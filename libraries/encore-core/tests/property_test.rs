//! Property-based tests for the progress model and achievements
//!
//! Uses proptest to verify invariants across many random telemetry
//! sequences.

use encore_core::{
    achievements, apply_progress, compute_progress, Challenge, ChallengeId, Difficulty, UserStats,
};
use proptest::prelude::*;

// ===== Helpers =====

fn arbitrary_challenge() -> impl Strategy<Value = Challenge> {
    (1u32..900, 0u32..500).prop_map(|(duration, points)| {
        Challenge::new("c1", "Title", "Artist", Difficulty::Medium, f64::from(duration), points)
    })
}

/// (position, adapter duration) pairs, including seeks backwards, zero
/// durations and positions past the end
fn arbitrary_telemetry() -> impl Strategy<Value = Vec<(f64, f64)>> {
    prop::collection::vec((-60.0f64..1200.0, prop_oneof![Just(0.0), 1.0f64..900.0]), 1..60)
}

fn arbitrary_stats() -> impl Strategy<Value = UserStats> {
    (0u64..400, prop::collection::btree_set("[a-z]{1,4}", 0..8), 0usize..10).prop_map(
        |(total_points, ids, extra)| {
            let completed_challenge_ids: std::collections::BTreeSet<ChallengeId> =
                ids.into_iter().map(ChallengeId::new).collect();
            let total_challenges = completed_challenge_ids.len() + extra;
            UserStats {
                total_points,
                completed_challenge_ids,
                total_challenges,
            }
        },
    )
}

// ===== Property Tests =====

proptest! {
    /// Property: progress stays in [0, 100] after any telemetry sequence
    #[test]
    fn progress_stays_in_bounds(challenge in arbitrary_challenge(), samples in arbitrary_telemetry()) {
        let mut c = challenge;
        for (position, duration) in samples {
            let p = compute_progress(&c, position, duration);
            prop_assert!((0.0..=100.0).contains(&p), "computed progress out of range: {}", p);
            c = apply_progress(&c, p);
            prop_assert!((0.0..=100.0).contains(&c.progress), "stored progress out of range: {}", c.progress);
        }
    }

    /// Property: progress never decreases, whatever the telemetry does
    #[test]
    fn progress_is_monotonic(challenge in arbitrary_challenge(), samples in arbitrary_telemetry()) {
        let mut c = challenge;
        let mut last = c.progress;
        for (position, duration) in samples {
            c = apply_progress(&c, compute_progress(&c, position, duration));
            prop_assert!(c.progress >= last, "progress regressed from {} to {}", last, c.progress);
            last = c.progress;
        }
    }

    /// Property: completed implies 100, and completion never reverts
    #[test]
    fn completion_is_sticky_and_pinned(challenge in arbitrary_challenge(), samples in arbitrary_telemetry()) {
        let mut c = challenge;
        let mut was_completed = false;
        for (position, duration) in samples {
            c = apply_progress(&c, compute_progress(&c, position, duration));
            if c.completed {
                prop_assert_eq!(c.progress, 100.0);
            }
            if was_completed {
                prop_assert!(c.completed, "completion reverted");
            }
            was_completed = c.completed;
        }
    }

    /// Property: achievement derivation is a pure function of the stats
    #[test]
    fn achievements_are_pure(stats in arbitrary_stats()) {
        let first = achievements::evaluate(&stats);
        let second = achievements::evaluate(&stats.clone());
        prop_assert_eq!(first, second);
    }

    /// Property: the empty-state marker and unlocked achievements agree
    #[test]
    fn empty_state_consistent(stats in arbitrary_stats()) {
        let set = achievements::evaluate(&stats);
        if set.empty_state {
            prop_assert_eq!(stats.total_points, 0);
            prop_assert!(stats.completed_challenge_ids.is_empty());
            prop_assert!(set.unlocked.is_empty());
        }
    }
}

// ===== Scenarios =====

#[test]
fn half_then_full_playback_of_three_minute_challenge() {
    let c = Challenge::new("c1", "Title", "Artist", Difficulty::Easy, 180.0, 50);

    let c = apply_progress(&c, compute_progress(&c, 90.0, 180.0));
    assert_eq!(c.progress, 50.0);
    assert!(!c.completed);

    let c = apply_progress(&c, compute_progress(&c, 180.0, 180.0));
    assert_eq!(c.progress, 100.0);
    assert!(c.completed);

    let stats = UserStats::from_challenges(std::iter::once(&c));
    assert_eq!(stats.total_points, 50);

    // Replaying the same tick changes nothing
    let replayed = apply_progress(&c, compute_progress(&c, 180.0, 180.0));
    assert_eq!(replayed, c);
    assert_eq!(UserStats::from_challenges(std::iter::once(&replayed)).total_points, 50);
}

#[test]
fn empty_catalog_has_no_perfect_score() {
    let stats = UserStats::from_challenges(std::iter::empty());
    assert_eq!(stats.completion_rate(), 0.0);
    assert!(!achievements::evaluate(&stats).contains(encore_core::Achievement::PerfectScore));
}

# # #

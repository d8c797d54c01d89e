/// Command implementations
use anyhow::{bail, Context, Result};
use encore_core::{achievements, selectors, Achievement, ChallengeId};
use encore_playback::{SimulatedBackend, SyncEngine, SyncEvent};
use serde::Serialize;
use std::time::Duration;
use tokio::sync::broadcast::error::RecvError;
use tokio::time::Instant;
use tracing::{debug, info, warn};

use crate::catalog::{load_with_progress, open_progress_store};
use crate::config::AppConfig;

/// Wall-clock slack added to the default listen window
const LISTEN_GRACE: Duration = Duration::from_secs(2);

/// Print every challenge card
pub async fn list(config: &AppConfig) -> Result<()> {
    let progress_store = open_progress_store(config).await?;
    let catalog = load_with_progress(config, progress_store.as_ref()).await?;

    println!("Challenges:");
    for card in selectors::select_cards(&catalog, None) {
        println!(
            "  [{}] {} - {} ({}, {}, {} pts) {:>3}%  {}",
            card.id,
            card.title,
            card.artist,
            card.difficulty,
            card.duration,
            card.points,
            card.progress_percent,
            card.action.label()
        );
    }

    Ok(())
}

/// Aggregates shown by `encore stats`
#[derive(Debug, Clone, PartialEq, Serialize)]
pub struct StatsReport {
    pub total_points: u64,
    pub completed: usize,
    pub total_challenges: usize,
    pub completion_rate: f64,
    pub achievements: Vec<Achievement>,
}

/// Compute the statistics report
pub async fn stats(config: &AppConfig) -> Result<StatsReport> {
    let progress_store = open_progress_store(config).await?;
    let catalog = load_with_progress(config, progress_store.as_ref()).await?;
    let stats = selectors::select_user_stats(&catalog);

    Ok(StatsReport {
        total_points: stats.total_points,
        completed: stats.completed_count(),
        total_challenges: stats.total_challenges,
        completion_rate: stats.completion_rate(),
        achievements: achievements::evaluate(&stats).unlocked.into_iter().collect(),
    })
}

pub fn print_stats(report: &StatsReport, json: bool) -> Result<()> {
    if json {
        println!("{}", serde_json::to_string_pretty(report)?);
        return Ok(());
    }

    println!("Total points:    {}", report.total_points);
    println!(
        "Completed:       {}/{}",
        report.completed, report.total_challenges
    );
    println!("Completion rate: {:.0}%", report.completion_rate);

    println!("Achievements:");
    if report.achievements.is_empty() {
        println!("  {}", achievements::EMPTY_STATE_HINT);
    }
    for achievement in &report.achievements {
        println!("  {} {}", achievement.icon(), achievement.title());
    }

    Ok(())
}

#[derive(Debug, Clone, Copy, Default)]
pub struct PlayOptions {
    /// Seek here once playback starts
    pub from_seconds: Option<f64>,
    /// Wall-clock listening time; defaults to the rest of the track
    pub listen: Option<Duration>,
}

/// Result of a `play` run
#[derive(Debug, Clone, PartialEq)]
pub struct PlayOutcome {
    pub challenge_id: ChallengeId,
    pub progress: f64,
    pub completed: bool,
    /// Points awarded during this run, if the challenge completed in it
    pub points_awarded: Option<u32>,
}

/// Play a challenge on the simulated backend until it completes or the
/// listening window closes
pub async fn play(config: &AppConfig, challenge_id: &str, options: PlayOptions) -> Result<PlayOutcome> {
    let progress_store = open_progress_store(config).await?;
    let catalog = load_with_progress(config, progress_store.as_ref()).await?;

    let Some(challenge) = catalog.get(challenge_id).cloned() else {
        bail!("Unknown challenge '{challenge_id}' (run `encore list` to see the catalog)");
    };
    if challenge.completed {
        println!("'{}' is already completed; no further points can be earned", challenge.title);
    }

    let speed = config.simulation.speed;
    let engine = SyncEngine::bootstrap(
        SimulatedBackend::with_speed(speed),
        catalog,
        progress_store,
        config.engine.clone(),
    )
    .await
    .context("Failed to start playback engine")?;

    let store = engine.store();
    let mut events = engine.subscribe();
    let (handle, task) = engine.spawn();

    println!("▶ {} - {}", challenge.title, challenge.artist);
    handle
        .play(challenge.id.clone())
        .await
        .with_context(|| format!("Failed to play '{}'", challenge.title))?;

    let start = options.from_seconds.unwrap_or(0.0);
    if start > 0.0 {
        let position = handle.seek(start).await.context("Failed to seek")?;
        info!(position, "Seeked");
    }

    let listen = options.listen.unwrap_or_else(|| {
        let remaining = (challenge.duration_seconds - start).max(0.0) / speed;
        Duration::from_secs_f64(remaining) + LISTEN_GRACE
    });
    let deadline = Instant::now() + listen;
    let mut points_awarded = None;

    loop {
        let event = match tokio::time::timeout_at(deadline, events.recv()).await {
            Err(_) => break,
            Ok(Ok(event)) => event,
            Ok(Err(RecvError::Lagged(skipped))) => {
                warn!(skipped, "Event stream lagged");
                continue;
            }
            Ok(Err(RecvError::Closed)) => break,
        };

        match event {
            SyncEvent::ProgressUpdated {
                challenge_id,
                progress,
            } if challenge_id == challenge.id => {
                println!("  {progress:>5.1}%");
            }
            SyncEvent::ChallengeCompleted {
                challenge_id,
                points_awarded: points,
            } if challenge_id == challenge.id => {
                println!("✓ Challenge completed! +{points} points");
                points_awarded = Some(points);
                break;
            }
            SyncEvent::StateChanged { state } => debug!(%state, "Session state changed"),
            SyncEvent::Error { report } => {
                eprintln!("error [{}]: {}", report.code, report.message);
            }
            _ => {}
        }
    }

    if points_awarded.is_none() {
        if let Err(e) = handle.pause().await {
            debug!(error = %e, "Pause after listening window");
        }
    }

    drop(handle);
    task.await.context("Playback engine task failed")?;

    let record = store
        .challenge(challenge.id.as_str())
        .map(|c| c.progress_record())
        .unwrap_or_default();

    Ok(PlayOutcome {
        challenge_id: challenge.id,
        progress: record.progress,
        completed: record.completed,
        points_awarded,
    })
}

# # #

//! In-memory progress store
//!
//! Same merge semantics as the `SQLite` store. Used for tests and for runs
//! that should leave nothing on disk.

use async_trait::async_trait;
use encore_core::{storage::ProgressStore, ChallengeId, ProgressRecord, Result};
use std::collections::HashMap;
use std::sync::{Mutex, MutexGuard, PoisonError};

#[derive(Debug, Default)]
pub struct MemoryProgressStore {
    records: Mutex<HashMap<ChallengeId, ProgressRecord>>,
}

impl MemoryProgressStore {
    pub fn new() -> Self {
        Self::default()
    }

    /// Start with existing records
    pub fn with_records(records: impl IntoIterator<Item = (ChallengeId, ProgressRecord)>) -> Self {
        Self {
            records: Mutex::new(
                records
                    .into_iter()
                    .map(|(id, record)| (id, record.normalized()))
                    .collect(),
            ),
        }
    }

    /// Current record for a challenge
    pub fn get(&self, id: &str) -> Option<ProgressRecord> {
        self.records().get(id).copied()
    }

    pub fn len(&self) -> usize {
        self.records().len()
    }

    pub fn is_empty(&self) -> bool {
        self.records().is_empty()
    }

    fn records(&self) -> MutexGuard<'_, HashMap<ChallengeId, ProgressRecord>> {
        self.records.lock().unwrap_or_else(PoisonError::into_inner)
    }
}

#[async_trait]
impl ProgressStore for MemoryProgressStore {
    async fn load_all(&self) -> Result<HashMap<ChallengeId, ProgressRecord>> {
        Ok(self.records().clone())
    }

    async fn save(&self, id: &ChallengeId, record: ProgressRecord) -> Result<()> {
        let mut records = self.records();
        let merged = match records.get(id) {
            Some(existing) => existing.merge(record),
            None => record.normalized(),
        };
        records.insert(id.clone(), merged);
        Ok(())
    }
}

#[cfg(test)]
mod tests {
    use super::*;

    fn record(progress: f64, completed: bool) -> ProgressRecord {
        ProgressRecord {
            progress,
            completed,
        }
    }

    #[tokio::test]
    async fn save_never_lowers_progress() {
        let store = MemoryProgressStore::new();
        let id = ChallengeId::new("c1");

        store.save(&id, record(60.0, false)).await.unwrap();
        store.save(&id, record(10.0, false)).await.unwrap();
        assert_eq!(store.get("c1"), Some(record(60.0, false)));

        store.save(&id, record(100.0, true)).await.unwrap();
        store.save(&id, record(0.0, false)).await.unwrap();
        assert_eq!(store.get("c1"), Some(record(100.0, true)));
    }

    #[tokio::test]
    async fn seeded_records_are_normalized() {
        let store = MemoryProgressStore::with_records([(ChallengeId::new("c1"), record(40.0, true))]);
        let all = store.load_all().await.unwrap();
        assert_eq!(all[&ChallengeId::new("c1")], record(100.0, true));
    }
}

# # #

◆ What to do
Only the lines above starting with the one with "use tokio::time::Instant;" and going through the one with "pub async fn stats(config: &AppConfig)" are to be copied, word for word and with both ends kept.

◆ Your response
use tokio::time::Instant;
use tracing::{debug, info, warn};

use crate::catalog::{load_with_progress, open_progress_store};
use crate::config::AppConfig;

/// Wall-clock slack added to the default listen window
const LISTEN_GRACE: Duration = Duration::from_secs(2);

/// Print every challenge card
pub async fn list(config: &AppConfig) -> Result<()> {
    let progress_store = open_progress_store(config).await?;
    let catalog = load_with_progress(config, progress_store.as_ref()).await?;

    println!("Challenges:");
    for card in selectors::select_cards(&catalog, None) {
        println!(
            "  [{}] {} - {} ({}, {}, {} pts) {:>3}%  {}",
            card.id,
            card.title,
            card.artist,
            card.difficulty,
            card.duration,
            card.points,
            card.progress_percent,
            card.action.label()
        );
    }

    Ok(())
}

/// Aggregates shown by `encore stats`
#[derive(Debug, Clone, PartialEq, Serialize)]
pub struct StatsReport {
    pub total_points: u64,
    pub completed: usize,
    pub total_challenges: usize,
    pub completion_rate: f64,
    pub achievements: Vec<Achievement>,
}

/// Compute the statistics report
pub async fn stats(config: &AppConfig) -> Result<StatsReport> {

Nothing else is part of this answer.